**Directions for this task**:
Scan the listing for the word "field" and report every line that contains it.

═══ Records ═══

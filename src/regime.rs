//! Correlation regime classification.
//!
//! Each simulated day is mapped to one of three regimes from the rolling
//! return correlation of the pair. The regime decides which strategy may
//! open positions that day and how entries are sized.

use crate::types::ClosedTrade;
use serde::{Deserialize, Serialize};
use std::fmt;

/// Correlation state of the pair.
#[derive(Debug, Clone, Copy, PartialEq, Eq, Hash, Serialize, Deserialize)]
#[serde(rename_all = "snake_case")]
pub enum Regime {
    /// Returns move together; the spread is expected to mean-revert.
    HighCorrelation,
    /// Returns have decoupled; spread moves are traded as momentum.
    LowCorrelation,
    /// Between thresholds (or correlation undefined). No new entries.
    Transition,
}

impl Regime {
    /// All regimes, for exhaustive per-regime aggregation.
    pub const ALL: [Regime; 3] = [
        Regime::HighCorrelation,
        Regime::LowCorrelation,
        Regime::Transition,
    ];
}

impl fmt::Display for Regime {
    fn fmt(&self, f: &mut fmt::Formatter<'_>) -> fmt::Result {
        match self {
            Regime::HighCorrelation => write!(f, "high_correlation"),
            Regime::LowCorrelation => write!(f, "low_correlation"),
            Regime::Transition => write!(f, "transition"),
        }
    }
}

/// Stateless threshold classifier.
///
/// Thresholds are exclusive on the extreme side: a correlation exactly at
/// a threshold falls into `Transition`. No hysteresis; each day is
/// classified independently.
#[derive(Debug, Clone, Copy, Serialize, Deserialize)]
pub struct RegimeClassifier {
    pub high_threshold: f64,
    pub low_threshold: f64,
}

impl RegimeClassifier {
    pub fn new(high_threshold: f64, low_threshold: f64) -> Self {
        Self {
            high_threshold,
            low_threshold,
        }
    }

    /// Classify one day's correlation. An undefined correlation (degenerate
    /// window) is treated as `Transition`, never as an extreme.
    pub fn classify(&self, correlation: Option<f64>) -> Regime {
        match correlation {
            Some(corr) if corr > self.high_threshold => Regime::HighCorrelation,
            Some(corr) if corr < self.low_threshold => Regime::LowCorrelation,
            _ => Regime::Transition,
        }
    }
}

/// Per-regime aggregation for the final report.
#[derive(Debug, Clone, Serialize, Deserialize)]
pub struct RegimeBreakdown {
    pub regime: Regime,
    /// Days the simulation observed this regime.
    pub days: usize,
    /// Share of all simulated days, in percent.
    pub days_pct: f64,
    /// Trades entered while this regime was active.
    pub trades: usize,
    /// Cumulative net PnL of those trades.
    pub total_pnl: f64,
    /// Average net PnL per trade (0 when no trades).
    pub avg_pnl: f64,
}

/// Aggregate observed regimes and closed trades into per-regime stats.
pub fn regime_breakdown(observed: &[Regime], trades: &[ClosedTrade]) -> Vec<RegimeBreakdown> {
    let total_days = observed.len();

    Regime::ALL
        .iter()
        .map(|&regime| {
            let days = observed.iter().filter(|&&r| r == regime).count();
            let days_pct = if total_days > 0 {
                days as f64 / total_days as f64 * 100.0
            } else {
                0.0
            };

            let regime_trades: Vec<&ClosedTrade> =
                trades.iter().filter(|t| t.entry_regime == regime).collect();
            let total_pnl: f64 = regime_trades.iter().map(|t| t.net_pnl).sum();
            let avg_pnl = if regime_trades.is_empty() {
                0.0
            } else {
                total_pnl / regime_trades.len() as f64
            };

            RegimeBreakdown {
                regime,
                days,
                days_pct,
                trades: regime_trades.len(),
                total_pnl,
                avg_pnl,
            }
        })
        .collect()
}
use anyhow::Result;

fn main() -> Result<()> {
    statarb::cli::run()?;
    Ok(())
}
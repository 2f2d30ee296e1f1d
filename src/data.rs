//! Price data loading for the backtest engine.

use crate::error::{BacktestError, Result};
use crate::types::PairSeries;
use csv::ReaderBuilder;
use std::path::Path;
use tracing::{info, warn};

/// Find the price column: first header containing "close" or "price",
/// case-insensitive.
fn price_column(headers: &csv::StringRecord) -> Option<usize> {
    headers.iter().position(|h| {
        let h = h.to_ascii_lowercase();
        h.contains("close") || h.contains("price")
    })
}

/// Load one daily price series from a CSV file.
///
/// The file must have headers; the price column is the first whose name
/// contains "close" or "price" (case-insensitive). Rows whose price fails
/// to parse or is not strictly positive are skipped with a warning.
pub fn load_price_series(path: impl AsRef<Path>) -> Result<Vec<f64>> {
    let path = path.as_ref();
    info!("loading prices from {}", path.display());

    let mut reader = ReaderBuilder::new().has_headers(true).from_path(path)?;

    let headers = reader.headers()?.clone();
    let column = price_column(&headers).ok_or_else(|| {
        BacktestError::DataError(format!(
            "no close/price column in {} (headers: {:?})",
            path.display(),
            headers
        ))
    })?;

    let mut prices = Vec::new();
    for (row, record) in reader.records().enumerate() {
        let record = record?;
        let field = record.get(column).unwrap_or("");
        match field.trim().parse::<f64>() {
            Ok(price) if price.is_finite() && price > 0.0 => prices.push(price),
            _ => {
                warn!(
                    row = row + 1,
                    value = field,
                    "skipping row with unusable price"
                );
            }
        }
    }

    if prices.is_empty() {
        return Err(BacktestError::NoData);
    }

    info!(observations = prices.len(), "loaded price series");
    Ok(prices)
}

/// Align two price series into one validated [`PairSeries`].
///
/// When the series differ in length both are truncated to the shorter
/// one, dropping the excess tail.
pub fn align_pair(
    mut prices_a: Vec<f64>,
    mut prices_b: Vec<f64>,
    symbol_a: impl Into<String>,
    symbol_b: impl Into<String>,
) -> Result<PairSeries> {
    let aligned = prices_a.len().min(prices_b.len());
    if prices_a.len() != prices_b.len() {
        warn!(
            len_a = prices_a.len(),
            len_b = prices_b.len(),
            aligned,
            "price series lengths differ, truncating to shorter"
        );
        prices_a.truncate(aligned);
        prices_b.truncate(aligned);
    }

    PairSeries::new(symbol_a, symbol_b, prices_a, prices_b)
}

/// Load and align two price files into one [`PairSeries`].
pub fn load_pair(
    path_a: impl AsRef<Path>,
    path_b: impl AsRef<Path>,
    symbol_a: impl Into<String>,
    symbol_b: impl Into<String>,
) -> Result<PairSeries> {
    let prices_a = load_price_series(path_a)?;
    let prices_b = load_price_series(path_b)?;
    align_pair(prices_a, prices_b, symbol_a, symbol_b)
}

#[cfg(test)]
mod tests {
    use super::*;
    use std::io::Write;
    use tempfile::NamedTempFile;

    fn csv_file(content: &str) -> NamedTempFile {
        let mut file = NamedTempFile::new().unwrap();
        file.write_all(content.as_bytes()).unwrap();
        file.flush().unwrap();
        file
    }

    #[test]
    fn test_load_close_column() {
        let file = csv_file("date,open,close\n2024-01-01,99.0,100.5\n2024-01-02,100.0,101.25\n");
        let prices = load_price_series(file.path()).unwrap();
        assert_eq!(prices, vec![100.5, 101.25]);
    }

    #[test]
    fn test_price_column_is_case_insensitive() {
        let file = csv_file("Date,Adj Close\n2024-01-01,50.0\n");
        let prices = load_price_series(file.path()).unwrap();
        assert_eq!(prices, vec![50.0]);
    }

    #[test]
    fn test_bad_rows_are_skipped() {
        let file = csv_file("date,price\na,100.0\nb,\nc,-5.0\nd,abc\ne,101.0\n");
        let prices = load_price_series(file.path()).unwrap();
        assert_eq!(prices, vec![100.0, 101.0]);
    }

    #[test]
    fn test_missing_price_column_errors() {
        let file = csv_file("date,open,high\n2024-01-01,1.0,2.0\n");
        assert!(matches!(
            load_price_series(file.path()),
            Err(BacktestError::DataError(_))
        ));
    }

    #[test]
    fn test_all_rows_unusable_is_no_data() {
        let file = csv_file("date,close\na,\nb,zero\n");
        assert!(matches!(
            load_price_series(file.path()),
            Err(BacktestError::NoData)
        ));
    }

    #[test]
    fn test_align_pair_truncates_to_shorter() {
        let pair = align_pair(
            vec![100.0, 101.0, 102.0],
            vec![50.0, 51.0],
            "AAA",
            "BBB",
        )
        .unwrap();
        assert_eq!(pair.len(), 2);
        assert_eq!(pair.prices_a, vec![100.0, 101.0]);
    }

    #[test]
    fn test_load_pair_truncates_to_shorter() {
        let file_a = csv_file("date,close\n1,100.0\n2,101.0\n3,102.0\n");
        let file_b = csv_file("date,close\n1,50.0\n2,51.0\n");

        let pair = load_pair(file_a.path(), file_b.path(), "AAA", "BBB").unwrap();
        assert_eq!(pair.len(), 2);
        assert_eq!(pair.prices_a, vec![100.0, 101.0]);
        assert_eq!(pair.prices_b, vec![50.0, 51.0]);
    }
}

═══

**The completed task**:
        let field = record.get(column).unwrap_or("");
        match field.trim().parse::<f64>() {
                    value = field,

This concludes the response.